Os gêmeos nasceram durante o período pandêmico, mas só foram conhecer a identidade dos pais bem mais tarde, quando as máscaras caíram. Coisa nada fácil, diga-se de passagem. O menino, batizado de Lock Down, e a menina, de Maria Cloroquina, integram, portanto, a geração “baby boom” da pandemia, embora os céticos garantam que não passam de danos colaterais da Covi19. 

Mesmo tendo compartilhado o útero por nove meses, e a casa desde que nasceram, os garotos não se dão bem. Clô – ou Quina para os íntimos – é uma menina sempre de Bluetooth ligado, que não mede as senhas e manda todo mundo pro Span. Já Lockinho, um guri miúdo e inepto, fica na retaguarda dedilhando tecnologia feito zumbi. E para aumentar o conflito, os primos Ozo (Luís Ozônio) e Vidi (Clara Covidiane) formam uma dupla nada dinâmica, que faz parte do círculo familiar de inativos crônicos controlados por algoritmos.  E tem os vizinhos que, embora não sendo peixes, caem na rede com a maior facilidade. Com a Internet dos outros, é claro!  Evidência inequívoca de que o mundo pós-pandemia ficou mais centrado (na automação) e mais sentado do que nunca.     
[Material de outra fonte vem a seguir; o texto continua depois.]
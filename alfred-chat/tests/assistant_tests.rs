//! Turn-machine tests: session round-trips, memory write-back, and the
//! failure paths.

use std::collections::VecDeque;
use std::sync::{Arc, Mutex};

use async_trait::async_trait;

use alfred_chat::{Assistant, ChatConfig};
use alfred_core::{Llm, Message, Role};
use alfred_memory::{
    InMemoryProfileStore, MemoryError, ProfileExtractor, ProfileStore, UserProfile,
};
use alfred_model::MockLlm;
use alfred_rag::{
    DocChunk, Embedder, GENERATION_FAILURE_RESPONSE, InMemoryIndex, NO_INFORMATION_RESPONSE,
    RagConfig, RagPipeline, RelevanceModel,
};

struct UniformEmbedder;

#[async_trait]
impl Embedder for UniformEmbedder {
    async fn embed(&self, text: &str) -> alfred_rag::Result<Vec<f32>> {
        if text.is_empty() { Ok(Vec::new()) } else { Ok(vec![1.0]) }
    }

    fn dimensions(&self) -> usize {
        1
    }
}

/// Scores every passage with the same fixed value.
struct FlatScores(f32);

#[async_trait]
impl RelevanceModel for FlatScores {
    async fn score(&self, _query: &str, passages: &[&str]) -> alfred_rag::Result<Vec<f32>> {
        Ok(vec![self.0; passages.len()])
    }
}

/// Replays scripted extraction results; exhausted scripts fail.
struct ScriptedExtractor {
    script: Mutex<VecDeque<Result<UserProfile, String>>>,
}

impl ScriptedExtractor {
    fn new<I>(script: I) -> Self
    where
        I: IntoIterator<Item = Result<UserProfile, String>>,
    {
        Self { script: Mutex::new(script.into_iter().collect()) }
    }

    fn failing() -> Self {
        Self::new([])
    }
}

#[async_trait]
impl ProfileExtractor for ScriptedExtractor {
    async fn extract(
        &self,
        _existing: &UserProfile,
        _messages: &[Message],
    ) -> alfred_memory::Result<UserProfile> {
        let entry = self.script.lock().unwrap().pop_front();
        match entry {
            Some(Ok(profile)) => Ok(profile),
            Some(Err(message)) => Err(MemoryError::Extraction(message)),
            None => Err(MemoryError::Extraction("script exhausted".to_string())),
        }
    }
}

/// Records the messages of the latest generate call.
struct CapturingLlm {
    reply: String,
    last: Mutex<Vec<Message>>,
}

impl CapturingLlm {
    fn new(reply: impl Into<String>) -> Self {
        Self { reply: reply.into(), last: Mutex::new(Vec::new()) }
    }
}

#[async_trait]
impl Llm for CapturingLlm {
    fn name(&self) -> &str {
        "capturing"
    }

    async fn generate(&self, messages: &[Message]) -> alfred_core::Result<String> {
        *self.last.lock().unwrap() = messages.to_vec();
        Ok(self.reply.clone())
    }
}

async fn pipeline_with_corpus(llm: Arc<dyn Llm>, score: f32, chunks: &[DocChunk]) -> RagPipeline {
    let pipeline = RagPipeline::builder()
        .config(RagConfig::default())
        .embedder(Arc::new(UniformEmbedder))
        .index(Arc::new(InMemoryIndex::new()))
        .relevance(Arc::new(FlatScores(score)))
        .llm(llm)
        .build()
        .unwrap();
    pipeline.ingest(chunks).await.unwrap();
    pipeline
}

fn assistant(
    llm: Arc<dyn Llm>,
    pipeline: RagPipeline,
    profiles: Arc<dyn ProfileStore>,
    extractor: Arc<dyn ProfileExtractor>,
    config: ChatConfig,
) -> Assistant {
    Assistant::builder()
        .llm(llm)
        .pipeline(Arc::new(pipeline))
        .profiles(profiles)
        .extractor(extractor)
        .config(config)
        .build()
        .unwrap()
}

#[tokio::test]
async fn round_trip_mints_and_reuses_session_id() {
    let llm: Arc<dyn Llm> = Arc::new(MockLlm::repeating("Answer: Sure"));
    let pipeline =
        pipeline_with_corpus(Arc::clone(&llm), 0.9, &[DocChunk::with_source("facts", "f.pdf")])
            .await;
    let assistant = assistant(
        llm,
        pipeline,
        Arc::new(InMemoryProfileStore::new()),
        Arc::new(ScriptedExtractor::failing()),
        ChatConfig::direct(),
    );

    let first = assistant.ask("What is the capital?", None).await.unwrap();
    assert!(!first.session_id.is_empty());
    assert_eq!(first.response, "Sure");

    let checkpoint = assistant.sessions().checkpoint(&first.session_id).await;
    assert_eq!(checkpoint.messages.len(), 2);
    assert_eq!(checkpoint.messages[0].role, Role::User);
    assert_eq!(checkpoint.messages[1].role, Role::Assistant);

    let second =
        assistant.ask("And its population?", Some(first.session_id.clone())).await.unwrap();
    assert_eq!(second.session_id, first.session_id);

    let checkpoint = assistant.sessions().checkpoint(&first.session_id).await;
    assert_eq!(checkpoint.messages.len(), 4);
}

#[tokio::test]
async fn memory_write_back_replaces_profile_wholesale() {
    let llm: Arc<dyn Llm> = Arc::new(MockLlm::repeating("noted"));
    let pipeline =
        pipeline_with_corpus(Arc::clone(&llm), 0.9, &[DocChunk::with_source("facts", "f.pdf")])
            .await;

    let first_extraction = UserProfile {
        name: "Ada".into(),
        location: "London".into(),
        interests: vec!["chess".into()],
    };
    let second_extraction =
        UserProfile { name: "Ada Lovelace".into(), ..Default::default() };

    let profiles = Arc::new(InMemoryProfileStore::new());
    let assistant = assistant(
        llm,
        pipeline,
        Arc::clone(&profiles) as Arc<dyn ProfileStore>,
        Arc::new(ScriptedExtractor::new([
            Ok(first_extraction.clone()),
            Ok(second_extraction.clone()),
        ])),
        ChatConfig::direct(),
    );

    let reply = assistant.ask("I'm Ada from London, I like chess", None).await.unwrap();
    let session_id = reply.session_id;
    assert_eq!(profiles.get(&session_id).await.unwrap(), Some(first_extraction));

    assistant.ask("Actually call me Ada Lovelace", Some(session_id.clone())).await.unwrap();
    // The second extraction wins exactly; the first's fields are not merged in.
    assert_eq!(profiles.get(&session_id).await.unwrap(), Some(second_extraction));
}

#[tokio::test]
async fn extraction_failure_leaves_profile_untouched() {
    let llm: Arc<dyn Llm> = Arc::new(MockLlm::repeating("of course"));
    let pipeline =
        pipeline_with_corpus(Arc::clone(&llm), 0.9, &[DocChunk::with_source("facts", "f.pdf")])
            .await;

    let profiles = Arc::new(InMemoryProfileStore::new());
    let stored = UserProfile { name: "Ada".into(), ..Default::default() };

    let assistant = assistant(
        llm,
        pipeline,
        Arc::clone(&profiles) as Arc<dyn ProfileStore>,
        Arc::new(ScriptedExtractor::failing()),
        ChatConfig::direct(),
    );

    let reply = assistant.ask("hello", None).await.unwrap();
    profiles.put(&reply.session_id, stored.clone()).await.unwrap();

    // A failed extraction is observed, not surfaced; the answer stands and
    // the stored profile survives.
    let next = assistant.ask("hello again", Some(reply.session_id.clone())).await.unwrap();
    assert_eq!(next.response, "of course");
    assert_eq!(profiles.get(&reply.session_id).await.unwrap(), Some(stored));
}

#[tokio::test]
async fn gated_turn_answers_no_information_and_still_records_exchange() {
    let llm = Arc::new(MockLlm::new([r#"{"queries": ["a", "b", "c"]}"#]));
    // Corpus scores below the 0.5 threshold.
    let pipeline = pipeline_with_corpus(
        Arc::clone(&llm) as Arc<dyn Llm>,
        0.2,
        &[DocChunk::with_source("weak match", "w.pdf")],
    )
    .await;

    let assistant = assistant(
        Arc::clone(&llm) as Arc<dyn Llm>,
        pipeline,
        Arc::new(InMemoryProfileStore::new()),
        Arc::new(ScriptedExtractor::failing()),
        ChatConfig::default(),
    );

    let reply = assistant.ask("unrelated question", None).await.unwrap();
    assert_eq!(reply.response, NO_INFORMATION_RESPONSE);
    assert!(reply.detailed_sources.is_empty());
    assert_eq!(llm.call_count(), 1, "only the expansion call may reach the model");

    let checkpoint = assistant.sessions().checkpoint(&reply.session_id).await;
    assert_eq!(checkpoint.messages.len(), 2);
    assert_eq!(checkpoint.messages[1].content, NO_INFORMATION_RESPONSE);
    assert!(!checkpoint.messages[1].error);
}

#[tokio::test]
async fn generation_failure_is_recorded_as_error_turn() {
    let llm: Arc<dyn Llm> = Arc::new(MockLlm::failing("model down"));
    let pipeline =
        pipeline_with_corpus(Arc::clone(&llm), 0.9, &[DocChunk::with_source("facts", "f.pdf")])
            .await;

    let assistant = assistant(
        llm,
        pipeline,
        Arc::new(InMemoryProfileStore::new()),
        Arc::new(ScriptedExtractor::failing()),
        ChatConfig::direct(),
    );

    let reply = assistant.ask("anything", None).await.unwrap();
    assert_eq!(reply.response, GENERATION_FAILURE_RESPONSE);

    let checkpoint = assistant.sessions().checkpoint(&reply.session_id).await;
    assert_eq!(checkpoint.messages.len(), 2);
    assert!(checkpoint.messages[1].error);
}

#[tokio::test]
async fn generate_injects_profile_and_retrieved_context() {
    let llm = Arc::new(CapturingLlm::new("noted"));
    let pipeline = pipeline_with_corpus(
        Arc::clone(&llm) as Arc<dyn Llm>,
        0.9,
        &[DocChunk::with_source("the warranty lasts two years", "w.pdf")],
    )
    .await;

    let profiles = Arc::new(InMemoryProfileStore::new());
    let assistant = assistant(
        Arc::clone(&llm) as Arc<dyn Llm>,
        pipeline,
        Arc::clone(&profiles) as Arc<dyn ProfileStore>,
        Arc::new(ScriptedExtractor::failing()),
        ChatConfig::direct(),
    );

    let first = assistant.ask("hello", None).await.unwrap();
    profiles
        .put(
            &first.session_id,
            UserProfile { name: "Ada".into(), ..Default::default() },
        )
        .await
        .unwrap();

    assistant.ask("what about the warranty?", Some(first.session_id)).await.unwrap();

    let messages = llm.last.lock().unwrap().clone();
    let system = &messages[0];
    assert_eq!(system.role, Role::System);
    assert!(system.content.contains("Name: Ada"));
    assert!(system.content.contains("the warranty lasts two years"));
    // Prior history plus the new user turn follow the system message.
    assert_eq!(messages.len(), 4);
    assert_eq!(messages[3].content, "what about the warranty?");
}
Essa turminha começou há pouco a vida escolar. Os gêmeos entraram na Classe “F”. Seus coleguinhas – Feikenélson, Feikenílson, Feiquinílton, Feikenewton, Feikenélia, Feikenúria, Feiquiníria, Feiquinara… – assim como eles, são esquisitinhos. Graças à força do hábito que se consolidou em 2020 e 2021, certa distância na sala de aula é mantida e, no uniforme, consta um par de máscaras para uso eventual. Quanto à professora, segue o protocolo de não mostrar os dentes, embora uma pequena contração dos olhos sugira breves sorrisos.

O ensino vai bem, obrigada. Quase todos os “Feikes” da turma, que mal conseguiam tirar o bumbum da cadeira e os olhos da telinha, começam a mostrar algum progresso – até enxergam as cores do mundo real e ensaiam movimentos nunca antes sonhados. Já Cloroquina está aprendendo a pular corda, e Lock Down finalmente escalou a goiabeira da escola e ainda apanhou uma fruta. Difícil foi ele entender que o bichinho da goiaba não se tratava de um Pokémon dos jurássicos anos noventa, nem era a minhoca de armadura robótica chamada Jim de um game da mesma época.

Bom, ambos tiveram algumas quedas em pleno voo… Mas quem é que nunca levou um tombo na vida, não é verdade?